Every line from the one holding "assert_eq!(pkt.data, vec![1, 2, 3]);" through the final line of the entries is to be reproduced exactly, and no other line.

[Source records]
────

//! Packet sources.
//!
//! A source feeds raw frames into the pipeline and applies verdicts for
//! inline deployments. Sources are pluggable behind [`PacketSource`]; pcap
//! live and file implementations are built in, NFQ-style inline sources
//! plug in externally.

pub mod pcap;

use crate::packet::{Datalink, Packet};
use crate::utils::time::Timestamp;

use anyhow::Result;

/// Outcome of one poll.
#[derive(Debug, Copy, Clone, PartialEq, Eq)]
pub enum PollStatus {
    /// A frame was written into the packet.
    Packet,
    /// Nothing available right now (live sources).
    Timeout,
    /// The source is exhausted (offline sources).
    Eof,
}

/// A packet source plug-in.
///
/// `poll` fills the pooled packet with the next frame and stamps its
/// timestamp and datalink; `verdict` applies accept/drop for inline
/// sources; `inject` transmits a synthesised response frame.
pub trait PacketSource: Send {
    fn datalink(&self) -> Datalink;

    fn poll(&mut self, pkt: &mut Packet) -> Result<PollStatus>;

    fn verdict(&mut self, _pkt: &Packet, _drop: bool) -> Result<()> {
        Ok(())
    }

    fn inject(&mut self, _frame: &[u8]) -> Result<()> {
        Ok(())
    }

    fn deinit(&mut self) -> Result<()> {
        Ok(())
    }
}

/// Inline verdict application.
///
/// Implemented by sources that hold packets until a verdict is returned
/// (NFQ-style inline deployments). Passive captures have no sink; the
/// verdict stage then only accounts the decision.
pub trait VerdictSink: Send {
    fn verdict(&mut self, pkt: &Packet, drop: bool) -> Result<()>;
}

/// An in-memory source over pre-built frames. Used by tests and the
/// offline replay path.
pub struct VecSource {
    frames: Vec<(Vec<u8>, Timestamp)>,
    datalink: Datalink,
    next: usize,
}

impl VecSource {
    pub fn new(frames: Vec<(Vec<u8>, Timestamp)>, datalink: Datalink) -> Self {
        VecSource {
            frames,
            datalink,
            next: 0,
        }
    }
}

impl PacketSource for VecSource {
    fn datalink(&self) -> Datalink {
        self.datalink
    }

    fn poll(&mut self, pkt: &mut Packet) -> Result<PollStatus> {
        match self.frames.get(self.next) {
            Some((frame, ts)) => {
                pkt.init(frame, self.datalink, *ts);
                self.next += 1;
                Ok(PollStatus::Packet)
            }
            None => Ok(PollStatus::Eof),
        }
    }
}

#[cfg(test)]
mod tests {
    use super::*;

    #[test]
    fn vec_source_replays_then_eofs() {
        let mut src = VecSource::new(
            vec![
                (vec![1, 2, 3], Timestamp::new(1, 0)),
                (vec![4, 5], Timestamp::new(2, 0)),
            ],
            Datalink::Ethernet,
        );
        let mut pkt = Packet::default();
        assert_eq!(src.poll(&mut pkt).unwrap(), PollStatus::Packet);
        assert_eq!(pkt.data, vec![1, 2, 3]);
        assert_eq!(src.poll(&mut pkt).unwrap(), PollStatus::Packet);
        assert_eq!(pkt.ts, Timestamp::new(2, 0));
        assert_eq!(src.poll(&mut pkt).unwrap(), PollStatus::Eof);
    }
}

────

Result.
        assert_eq!(pkt.data, vec![1, 2, 3]);
        assert_eq!(src.poll(&mut pkt).unwrap(), PollStatus::Packet);
        assert_eq!(pkt.ts, Timestamp::new(2, 0));
        assert_eq!(src.poll(&mut pkt).unwrap(), PollStatus::Eof);
    }
}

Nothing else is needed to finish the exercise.